=== ABOUT THIS EXERCISE ===
Some lines in the entries contain the word "Future". Copy all of them.

Segment Start: DATASET RECORDS

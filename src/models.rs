//! Core data models used throughout the governance pipeline.
//!
//! These types represent the classification lattice, the storage tiers,
//! the per-document metadata record and the entries that flow from the
//! Raw tier through Enriched into Indexed.

use std::collections::BTreeSet;
use std::fmt;
use std::str::FromStr;

use chrono::{DateTime, Utc};
use serde::{Deserialize, Serialize};
use sha2::{Digest, Sha256};

use crate::error::GovernanceError;

/// Access-restriction tag attached to every document and every chunk.
///
/// Variants are declared in increasing order of restriction, so the
/// derived `Ord` is the restriction order:
/// `Public < Internal < Confidential < HighlyConfidential`.
#[derive(Debug, Clone, Copy, PartialEq, Eq, PartialOrd, Ord, Hash, Serialize, Deserialize)]
#[serde(rename_all = "snake_case")]
pub enum ConfidentialityLevel {
    Public,
    Internal,
    Confidential,
    HighlyConfidential,
}

impl ConfidentialityLevel {
    /// All levels, least restrictive first.
    pub const ALL: [ConfidentialityLevel; 4] = [
        ConfidentialityLevel::Public,
        ConfidentialityLevel::Internal,
        ConfidentialityLevel::Confidential,
        ConfidentialityLevel::HighlyConfidential,
    ];

    pub fn as_str(&self) -> &'static str {
        match self {
            ConfidentialityLevel::Public => "public",
            ConfidentialityLevel::Internal => "internal",
            ConfidentialityLevel::Confidential => "confidential",
            ConfidentialityLevel::HighlyConfidential => "highly_confidential",
        }
    }
}

impl fmt::Display for ConfidentialityLevel {
    fn fmt(&self, f: &mut fmt::Formatter<'_>) -> fmt::Result {
        f.write_str(self.as_str())
    }
}

impl FromStr for ConfidentialityLevel {
    type Err = GovernanceError;

    /// Parses a level name. Case-insensitive; `-` and spaces are accepted
    /// in place of `_` (`"Highly-Confidential"` parses). Anything else is
    /// an [`GovernanceError::InvalidClassification`].
    fn from_str(s: &str) -> Result<Self, Self::Err> {
        let normalized = s.trim().to_ascii_lowercase().replace(['-', ' '], "_");
        match normalized.as_str() {
            "public" => Ok(ConfidentialityLevel::Public),
            "internal" => Ok(ConfidentialityLevel::Internal),
            "confidential" => Ok(ConfidentialityLevel::Confidential),
            "highly_confidential" => Ok(ConfidentialityLevel::HighlyConfidential),
            _ => Err(GovernanceError::InvalidClassification(s.to_string())),
        }
    }
}

/// One stage of the layered store.
#[derive(Debug, Clone, Copy, PartialEq, Eq, PartialOrd, Ord, Hash, Serialize, Deserialize)]
#[serde(rename_all = "snake_case")]
pub enum Tier {
    Raw,
    Enriched,
    Indexed,
}

impl Tier {
    pub const ALL: [Tier; 3] = [Tier::Raw, Tier::Enriched, Tier::Indexed];

    pub fn as_str(&self) -> &'static str {
        match self {
            Tier::Raw => "raw",
            Tier::Enriched => "enriched",
            Tier::Indexed => "indexed",
        }
    }

    /// The tier a stage processor advances this tier into.
    pub fn next(&self) -> Option<Tier> {
        match self {
            Tier::Raw => Some(Tier::Enriched),
            Tier::Enriched => Some(Tier::Indexed),
            Tier::Indexed => None,
        }
    }
}

impl fmt::Display for Tier {
    fn fmt(&self, f: &mut fmt::Formatter<'_>) -> fmt::Result {
        f.write_str(self.as_str())
    }
}

impl FromStr for Tier {
    type Err = GovernanceError;

    fn from_str(s: &str) -> Result<Self, Self::Err> {
        match s.trim().to_ascii_lowercase().as_str() {
            "raw" => Ok(Tier::Raw),
            "enriched" => Ok(Tier::Enriched),
            "indexed" => Ok(Tier::Indexed),
            other => Err(GovernanceError::InvalidAttribute {
                key: "tier".to_string(),
                reason: format!("unknown tier '{}'", other),
            }),
        }
    }
}

/// Complete metadata record carried by a document at every tier.
///
/// Serialized as the JSON companion stored next to each document.
/// `title` is omitted when absent.
#[derive(Debug, Clone, PartialEq, Eq, Serialize, Deserialize)]
pub struct MetadataRecord {
    pub doc_id: String,
    pub document_type: String,
    pub confidentiality_level: ConfidentialityLevel,
    pub source: String,
    #[serde(default, skip_serializing_if = "Option::is_none")]
    pub title: Option<String>,
    pub language: String,
    #[serde(default)]
    pub tags: BTreeSet<String>,
    pub uploaded_at: DateTime<Utc>,
    pub storage_path: String,
}

/// Caller-supplied attributes: any subset of the metadata fields.
///
/// `confidentiality_level` is kept as the raw string so that the
/// synthesizer, not the deserializer, decides whether it is valid.
/// `storage_path` is accepted so a persisted companion can be read back,
/// but it is always recomputed.
#[derive(Debug, Clone, Default, PartialEq, Eq, Serialize, Deserialize)]
#[serde(deny_unknown_fields)]
pub struct PartialMetadata {
    #[serde(default)]
    pub doc_id: Option<String>,
    #[serde(default)]
    pub document_type: Option<String>,
    #[serde(default)]
    pub confidentiality_level: Option<String>,
    #[serde(default)]
    pub source: Option<String>,
    #[serde(default)]
    pub title: Option<String>,
    #[serde(default)]
    pub language: Option<String>,
    #[serde(default)]
    pub tags: Option<BTreeSet<String>>,
    #[serde(default)]
    pub uploaded_at: Option<DateTime<Utc>>,
    #[serde(default)]
    pub storage_path: Option<String>,
}

impl PartialMetadata {
    /// Parse a JSON companion document.
    pub fn from_json(json: &str) -> Result<Self, GovernanceError> {
        serde_json::from_str(json).map_err(|e| GovernanceError::InvalidAttribute {
            key: "metadata".to_string(),
            reason: e.to_string(),
        })
    }
}

/// Searchable representation of a chunk, produced by an external
/// generator.
#[derive(Debug, Clone, PartialEq, Serialize, Deserialize)]
#[serde(tag = "kind", content = "value", rename_all = "snake_case")]
pub enum Representation {
    Vector(Vec<f32>),
    Summary(String),
}

/// One stored unit within a tier.
///
/// The Raw tier holds a single entry per document; Enriched and Indexed
/// hold one entry per chunk, indexed from 0.
#[derive(Debug, Clone, PartialEq)]
pub struct TierEntry {
    pub index: u32,
    pub content: Vec<u8>,
    /// `None` only for Raw content that arrived without its companion.
    pub metadata: Option<MetadataRecord>,
    pub representation: Option<Representation>,
    /// Lineage hash of the Raw revision this entry descends from. Raw
    /// entries carry their own hash; Enriched and Indexed entries copy it
    /// forward, so a mismatch with the Raw tier marks them stale.
    pub upstream_hash: String,
}

impl TierEntry {
    /// Build a Raw-tier entry; its lineage hash covers content and metadata.
    pub fn raw(content: Vec<u8>, metadata: Option<MetadataRecord>) -> Self {
        let upstream_hash = lineage_hash(&content, metadata.as_ref());
        Self {
            index: 0,
            content,
            metadata,
            representation: None,
            upstream_hash,
        }
    }

    /// The lineage hash a downstream entry derived from this one carries.
    pub fn lineage_hash(&self) -> String {
        lineage_hash(&self.content, self.metadata.as_ref())
    }

    pub fn level(&self) -> Option<ConfidentialityLevel> {
        self.metadata.as_ref().map(|m| m.confidentiality_level)
    }
}

/// SHA-256 over content plus the serialized metadata, hex encoded.
///
/// A change to either the bytes or any metadata field changes the hash,
/// which is what marks downstream tiers stale.
pub fn lineage_hash(content: &[u8], metadata: Option<&MetadataRecord>) -> String {
    let mut hasher = Sha256::new();
    hasher.update(content);
    hasher.update([0u8]);
    if let Some(meta) = metadata {
        hasher.update(serde_json::to_vec(meta).unwrap_or_default());
    }
    format!("{:x}", hasher.finalize())
}

/// A document that failed to advance into `tier`.
#[derive(Debug, Clone, PartialEq, Eq, Serialize, Deserialize)]
pub struct FailureRecord {
    pub doc_id: String,
    pub tier: Tier,
    pub reason: String,
    pub failed_at: DateTime<Utc>,
    pub attempts: u32,
}
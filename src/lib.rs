//! # Doc Governance
//!
//! A tiered document governance pipeline. Every ingested document carries a
//! confidentiality classification, that classification survives each
//! transformation stage, and retrieval returns only what the caller is
//! authorized to see.
//!
//! ## Architecture
//!
//! ```text
//! ┌────────────┐   ┌─────┐  enrich  ┌──────────┐  index  ┌─────────┐
//! │ Ingest/Sync│──▶│ Raw │─────────▶│ Enriched │────────▶│ Indexed │
//! │ Synthesizer│   └─────┘ validate └──────────┘ represent└────┬────┘
//! └────────────┘           classify              carry level   │
//!                          chunk                               ▼
//!                                                     ┌───────────────┐
//!                                                     │ Access Filter │
//!                                                     └───────────────┘
//! ```
//!
//! Classification only ever tightens as a document moves through the tiers.
//! The sole loosening path is an explicitly authorized re-ingest.
//!
//! ## Quick Start
//!
//! ```bash
//! dgov init                                   # create the store
//! dgov ingest report.txt --attr confidentiality_level=internal
//! dgov sync                                   # bulk-sync the filesystem connector
//! dgov process all                            # Raw → Enriched → Indexed
//! dgov query "budget" --level public --level internal
//! ```
//!
//! ## Modules
//!
//! | Module | Purpose |
//! |--------|---------|
//! | [`models`] | Classification levels, tiers, metadata records, tier entries |
//! | [`error`] | Governance error taxonomy |
//! | [`config`] | TOML configuration with declared defaults |
//! | [`logging`] | Tracing subscriber setup |
//! | [`metadata`] | Metadata synthesizer and attribute parsing |
//! | [`store`] | Layered store trait, SQLite and in-memory backends |
//! | [`policy`] | Versioned classification policy |
//! | [`chunk`] | Paragraph-boundary chunker |
//! | [`representation`] | Representation generators (hashing, summary, OpenAI) |
//! | [`enrich`] | Raw → Enriched stage |
//! | [`index`] | Enriched → Indexed stage |
//! | [`access`] | Access filter over the Indexed tier |
//! | [`ingest`] | Ingestion endpoint with downgrade guard |
//! | [`connector_fs`] | Filesystem bulk synchronization |
//! | [`pipeline`] | Stage orchestration, audit, status, purge |
//! | [`progress`] | Stage progress reporting |

pub mod access;
pub mod chunk;
pub mod config;
pub mod connector_fs;
pub mod enrich;
pub mod error;
pub mod index;
pub mod ingest;
pub mod logging;
pub mod metadata;
pub mod models;
pub mod pipeline;
pub mod policy;
pub mod progress;
pub mod representation;
pub mod store;
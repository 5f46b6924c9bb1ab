// src/extract/resolver.rs

use anyhow::Result;
use std::{fmt::Debug, future::Future};
use tracing::debug;

use crate::dom::{ContentContext, ContentSource, ElementInfo};

/// Outcome of an ordered-fallback lookup.
#[derive(Debug, Clone, PartialEq, Eq)]
pub enum Resolution<'a, S: ?Sized, T> {
    /// The first strategy, in list order, whose probe produced a value.
    Found { index: usize, strategy: &'a S, value: T },
    /// No strategy matched. A normal outcome, not an error.
    NotFound,
}

impl<'a, S: ?Sized, T> Resolution<'a, S, T> {
    pub fn found(self) -> Option<T> {
        match self {
            Resolution::Found { value, .. } => Some(value),
            Resolution::NotFound => None,
        }
    }

    pub fn is_found(&self) -> bool {
        matches!(self, Resolution::Found { .. })
    }
}

/// Try `strategies` in order and stop at the first one whose `probe`
/// returns `Ok(Some(_))`.
///
/// `Ok(None)` and `Err(_)` both mean "no match, try the next"; probe errors
/// are logged and never surface.
pub async fn resolve<'a, S, T, F, Fut>(strategies: &'a [S], mut probe: F) -> Resolution<'a, S, T>
where
    S: Debug,
    F: FnMut(&'a S) -> Fut,
    Fut: Future<Output = Result<Option<T>>>,
{
    for (index, strategy) in strategies.iter().enumerate() {
        match probe(strategy).await {
            Ok(Some(value)) => {
                debug!(?strategy, index, "strategy matched");
                return Resolution::Found {
                    index,
                    strategy,
                    value,
                };
            }
            Ok(None) => debug!(?strategy, "strategy found nothing"),
            Err(e) => debug!(?strategy, "strategy failed: {:#}", e),
        }
    }
    Resolution::NotFound
}

/// First selector whose first match is visible, with that element.
pub async fn first_visible<'a>(
    source: &dyn ContentSource,
    ctx: ContentContext,
    selectors: &'a [&'a str],
) -> Resolution<'a, &'a str, ElementInfo> {
    resolve(selectors, |sel| async move {
        let first = source.elements(ctx, sel).await?.into_iter().next();
        Ok(first.filter(|el| el.visible))
    })
    .await
}

/// First selector matching at least one element, with the match count.
pub async fn first_present<'a>(
    source: &dyn ContentSource,
    ctx: ContentContext,
    selectors: &'a [&'a str],
) -> Resolution<'a, &'a str, usize> {
    resolve(selectors, |sel| async move {
        let n = source.count(ctx, sel).await?;
        Ok((n > 0).then_some(n))
    })
    .await
}
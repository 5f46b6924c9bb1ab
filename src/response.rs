// src/response.rs

use serde::Serialize;
use serde_json::{Map, Value};

use crate::{
    error::RunError,
    schema::{Column, Dataset, DAY_COLUMN},
    scrape::RunSummary,
};

/// Rows echoed back in a success response.
pub const DEFAULT_SAMPLE_ROWS: usize = 5;

/// Request/response shape returned to whatever invoked the run.
#[derive(Debug, Clone, Serialize)]
pub struct InvocationResponse {
    #[serde(rename = "statusCode")]
    pub status_code: u16,
    pub body: ResponseBody,
}

#[derive(Debug, Clone, Serialize)]
#[serde(untagged)]
pub enum ResponseBody {
    Success {
        message: String,
        count: usize,
        date: String,
        location: String,
        data: Vec<Map<String, Value>>,
    },
    Failure {
        error: String,
    },
}

impl InvocationResponse {
    /// 200 with the row count and the first `sample` rows; a run with zero
    /// rows is still a success.
    pub fn success(dataset: &Dataset, summary: &RunSummary, sample: usize) -> Self {
        let message = if dataset.is_empty() {
            "Run finished: no rows available".to_string()
        } else {
            format!("Extracted {} rows", dataset.len())
        };
        Self {
            status_code: 200,
            body: ResponseBody::Success {
                message,
                count: dataset.len(),
                date: dataset.date().to_string(),
                location: summary.location.clone(),
                data: sample_records(dataset, sample),
            },
        }
    }

    /// 500 carrying the error message.
    pub fn failure(err: &RunError) -> Self {
        Self {
            status_code: 500,
            body: ResponseBody::Failure {
                error: err.to_string(),
            },
        }
    }

    pub fn from_outcome(outcome: &Result<(Dataset, RunSummary), RunError>, sample: usize) -> Self {
        match outcome {
            Ok((dataset, summary)) => Self::success(dataset, summary, sample),
            Err(e) => Self::failure(e),
        }
    }

    pub fn is_success(&self) -> bool {
        self.status_code == 200
    }
}

/// First `limit` rows as header-keyed records, each with its `Dia`.
pub fn sample_records(dataset: &Dataset, limit: usize) -> Vec<Map<String, Value>> {
    dataset
        .rows()
        .iter()
        .take(limit)
        .map(|row| {
            let mut record: Map<String, Value> = Column::ALL
                .iter()
                .map(|&c| (c.header().to_string(), Value::from(row.get(c))))
                .collect();
            record.insert(DAY_COLUMN.to_string(), Value::from(dataset.date().as_str()));
            record
        })
        .collect()
}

Segment End: DATASET RECORDS

=== COMPLETED EXERCISE ===
use std::{fmt::Debug, future::Future};
    Fut: Future<Output = Result<Option<T>>>,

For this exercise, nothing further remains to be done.